Would you restate the entries below word for word, starting at the first line and ending with the one that has "if px[3] > 0"?

....

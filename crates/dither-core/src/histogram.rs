//! Output color histogram.

use std::collections::HashMap;

use crate::color::Rgb;

/// Frequency of each output color over opaque pixels.
///
/// Built once per transform from the final (post-substitution) buffer.
/// Consumers use it to offer palette-swap suggestions, so only counts
/// matter; iteration order is unspecified.
#[derive(Debug, Clone, Default, PartialEq, Eq)]
pub struct PixelHistogram {
    counts: HashMap<Rgb, u32>,
}

impl PixelHistogram {
    pub fn new() -> Self {
        Self::default()
    }

    /// Tally every pixel with alpha > 0 in an RGBA byte buffer.
    pub fn from_rgba(rgba: &[u8]) -> Self {
        let mut histogram = Self::new();
        for px in rgba.chunks_exact(4) {
            if px[3] > 0 {
                histogram.record(Rgb::new(px[0], px[1], px[2]));
            }
        }
        histogram
    }

    #[inline]
    pub fn record(&mut self, color: Rgb) {
        *self.counts.entry(color).or_insert(0) += 1;
    }

    /// Count for `color`, zero when absent.
    pub fn count(&self, color: Rgb) -> u32 {
        self.counts.get(&color).copied().unwrap_or(0)
    }

    /// Count for a hex color string; unparseable strings count as zero.
    ///
    /// ```
    /// use dither_core::{PixelHistogram, Rgb};
    ///
    /// let mut histogram = PixelHistogram::new();
    /// histogram.record(Rgb::WHITE);
    /// assert_eq!(histogram.count_hex("#FFFFFF"), 1);
    /// ```
    pub fn count_hex(&self, hex: &str) -> u32 {
        hex.parse().map(|c| self.count(c)).unwrap_or(0)
    }

    /// Number of distinct colors.
    #[inline]
    pub fn len(&self) -> usize {
        self.counts.len()
    }

    #[inline]
    pub fn is_empty(&self) -> bool {
        self.counts.is_empty()
    }

    /// Number of opaque pixels tallied.
    pub fn total(&self) -> u64 {
        self.counts.values().map(|&c| c as u64).sum()
    }

    pub fn iter(&self) -> impl Iterator<Item = (Rgb, u32)> + '_ {
        self.counts.iter().map(|(&c, &n)| (c, n))
    }

    /// `#rrggbb` → count, the shape handed to the UI layer.
    pub fn to_hex_map(&self) -> HashMap<String, u32> {
        self.counts
            .iter()
            .map(|(c, &n)| (c.to_hex(), n))
            .collect()
    }

    /// Colors by descending count; equal counts ordered by color value.
    pub fn most_common(&self) -> Vec<(Rgb, u32)> {
        let mut entries: Vec<(Rgb, u32)> = self.iter().collect();
        entries.sort_by(|a, b| b.1.cmp(&a.1).then(a.0.cmp(&b.0)));
        entries
    }
}

#[cfg(test)]
mod tests {
    use super::*;

    #[test]
    fn test_from_rgba_counts_opaque_only() {
        let pixels = [
            255, 255, 255, 255, //
            0, 0, 0, 255, //
            255, 255, 255, 255, //
            9, 9, 9, 0,
        ];
        let histogram = PixelHistogram::from_rgba(&pixels);

        assert_eq!(histogram.len(), 2);
        assert_eq!(histogram.count(Rgb::WHITE), 2);
        assert_eq!(histogram.count(Rgb::BLACK), 1);
        assert_eq!(histogram.count(Rgb::new(9, 9, 9)), 0);
        assert_eq!(histogram.total(), 3);
    }

    #[test]
    fn test_hex_map() {
        let mut histogram = PixelHistogram::new();
        histogram.record(Rgb::new(0xAB, 0xCD, 0xEF));
        let map = histogram.to_hex_map();
        assert_eq!(map.get("#abcdef"), Some(&1));
        assert_eq!(histogram.count_hex("not a color"), 0);
    }

    #[test]
    fn test_most_common_order() {
        let mut histogram = PixelHistogram::new();
        for _ in 0..3 {
            histogram.record(Rgb::new(5, 5, 5));
        }
        histogram.record(Rgb::new(2, 2, 2));
        histogram.record(Rgb::new(1, 1, 1));

        let ordered = histogram.most_common();
        assert_eq!(
            ordered,
            vec![
                (Rgb::new(5, 5, 5), 3),
                (Rgb::new(1, 1, 1), 1),
                (Rgb::new(2, 2, 2), 1),
            ]
        );
    }
}
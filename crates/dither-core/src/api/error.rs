//! Unified error type for the dither-core public API.
//!
//! [`EngineError`] wraps every rejection the engine can produce so callers
//! can propagate with `?` and the message boundary can turn it into a
//! failed response.

use thiserror::Error;

use crate::palette::{PaletteError, ParseColorError};

/// Unified error type for the dither-core public API.
///
/// # Example
///
/// ```
/// use dither_core::{EngineError, Palette};
///
/// fn two_tone() -> Result<Palette, EngineError> {
///     let palette = Palette::from_hex(&["#000000", "#FFFFFF"])?;
///     Ok(palette)
/// }
/// # assert_eq!(two_tone().unwrap().len(), 2);
/// ```
#[derive(Debug, Clone, PartialEq, Error)]
pub enum EngineError {
    /// Pixel data does not describe a `width × height` RGBA8 image.
    #[error("invalid dimensions: {width}x{height} does not match {len} bytes of RGBA data")]
    InvalidDimensions { width: u32, height: u32, len: usize },

    /// Palette validation error (empty, or an entry failed to parse)
    #[error(transparent)]
    Palette(#[from] PaletteError),

    /// Color parsing error (invalid hex string)
    #[error("color parse error: {0}")]
    ParseColor(#[from] ParseColorError),
}

impl EngineError {
    /// True for [`PaletteError::EmptyPalette`].
    pub fn is_empty_palette(&self) -> bool {
        matches!(self, EngineError::Palette(PaletteError::EmptyPalette))
    }
}
use crate::color::Rgb;

/// Median cut in RGB.
///
/// Repeatedly picks the box whose single widest channel range is the
/// largest over all boxes and splits it at the median of that channel. The
/// split point snaps to a value boundary so equal values never straddle two
/// boxes. Boxes with fewer than two samples or a zero range are final.
pub(super) fn median_cut(samples: &[Rgb], k: usize) -> Vec<Rgb> {
    let mut boxes: Vec<Vec<Rgb>> = vec![samples.to_vec()];

    while boxes.len() < k {
        let widest = boxes
            .iter()
            .enumerate()
            .filter(|(_, b)| b.len() >= 2)
            .map(|(i, b)| (i, widest_channel(b)))
            .filter(|&(_, (_, range))| range > 0)
            .max_by(|a, b| a.1 .1.cmp(&b.1 .1).then(b.0.cmp(&a.0)));

        let Some((idx, (channel, _))) = widest else {
            break;
        };

        let mut cube = boxes.swap_remove(idx);
        cube.sort_by_key(|c| channel_value(*c, channel));
        let median = channel_value(cube[cube.len() / 2], channel);

        let mut split = cube.partition_point(|c| channel_value(*c, channel) < median);
        if split == 0 {
            split = cube.partition_point(|c| channel_value(*c, channel) <= median);
        }
        let upper = cube.split_off(split);
        boxes.push(cube);
        boxes.push(upper);
    }

    boxes.iter().map(|b| mean(b)).collect()
}

#[inline]
fn channel_value(color: Rgb, channel: usize) -> u8 {
    match channel {
        0 => color.r,
        1 => color.g,
        _ => color.b,
    }
}

/// `(channel, range)` of the widest channel; red wins ties, then green.
fn widest_channel(colors: &[Rgb]) -> (usize, u8) {
    let mut lo = [u8::MAX; 3];
    let mut hi = [u8::MIN; 3];
    for &c in colors {
        for ch in 0..3 {
            let v = channel_value(c, ch);
            lo[ch] = lo[ch].min(v);
            hi[ch] = hi[ch].max(v);
        }
    }
    (0..3)
        .map(|ch| (ch, hi[ch] - lo[ch]))
        .fold((0, 0), |best, cur| if cur.1 > best.1 { cur } else { best })
}

fn mean(colors: &[Rgb]) -> Rgb {
    let n = colors.len().max(1) as f32;
    let sum = colors.iter().fold([0u64; 3], |acc, c| {
        [acc[0] + c.r as u64, acc[1] + c.g as u64, acc[2] + c.b as u64]
    });
    Rgb::from_f32([sum[0] as f32 / n, sum[1] as f32 / n, sum[2] as f32 / n])
}

#[cfg(test)]
mod tests {
    use super::*;

    #[test]
    fn test_two_colors_two_boxes() {
        let samples = [
            Rgb::new(200, 30, 30),
            Rgb::new(200, 30, 30),
            Rgb::new(200, 30, 30),
            Rgb::new(20, 40, 220),
        ];
        let mut colors = median_cut(&samples, 2);
        colors.sort();
        assert_eq!(colors, vec![Rgb::new(20, 40, 220), Rgb::new(200, 30, 30)]);
    }

    #[test]
    fn test_uniform_samples_do_not_split() {
        let colors = median_cut(&[Rgb::WHITE; 10], 4);
        assert_eq!(colors, vec![Rgb::WHITE]);
    }

    #[test]
    fn test_splits_widest_channel() {
        let samples: Vec<Rgb> = (0..=255u8).map(|g| Rgb::new(10, g, 10)).collect();
        let colors = median_cut(&samples, 2);
        assert_eq!(colors.len(), 2);
        assert!(colors.iter().all(|c| c.r == 10 && c.b == 10));
        assert_ne!(colors[0].g, colors[1].g);
    }

    #[test]
    fn test_widest_channel_ties_prefer_red() {
        let samples = [Rgb::new(0, 0, 0), Rgb::new(50, 50, 50)];
        assert_eq!(widest_channel(&samples), (0, 50));
    }
}
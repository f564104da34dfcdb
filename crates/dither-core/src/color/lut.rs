//! Gamma lookup table access
//!
//! The table is generated at compile time by build.rs.

include!(concat!(env!("OUT_DIR"), "/gamma_lut.rs"));

/// Decode an 8-bit sRGB channel to linear light (0.0..=1.0).
#[inline]
pub fn srgb8_to_linear(value: u8) -> f32 {
    SRGB8_TO_LINEAR[value as usize]
}

#[cfg(test)]
mod tests {
    use super::*;

    #[test]
    fn test_boundaries() {
        assert!(srgb8_to_linear(0).abs() < 1e-6);
        assert!((srgb8_to_linear(255) - 1.0).abs() < 1e-6);
    }

    #[test]
    fn test_known_midpoint() {
        // ((128/255 + 0.055) / 1.055)^2.4 = 0.2158605
        assert!((srgb8_to_linear(128) - 0.21586).abs() < 1e-4);
    }

    #[test]
    fn test_monotonicity() {
        for i in 1..=255u8 {
            assert!(
                srgb8_to_linear(i) > srgb8_to_linear(i - 1),
                "not monotonic at {i}"
            );
        }
    }
}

....

▶ [Answer]:
filename crates/dither-core/src/histogram.rs
//! Output color histogram.

use std::collections::HashMap;

use crate::color::Rgb;

/// Frequency of each output color over opaque pixels.
///
/// Built once per transform from the final (post-substitution) buffer.
/// Consumers use it to offer palette-swap suggestions, so only counts
/// matter; iteration order is unspecified.
#[derive(Debug, Clone, Default, PartialEq, Eq)]
pub struct PixelHistogram {
    counts: HashMap<Rgb, u32>,
}

impl PixelHistogram {
    pub fn new() -> Self {
        Self::default()
    }

    /// Tally every pixel with alpha > 0 in an RGBA byte buffer.
    pub fn from_rgba(rgba: &[u8]) -> Self {
        let mut histogram = Self::new();
        for px in rgba.chunks_exact(4) {
            if px[3] > 0 {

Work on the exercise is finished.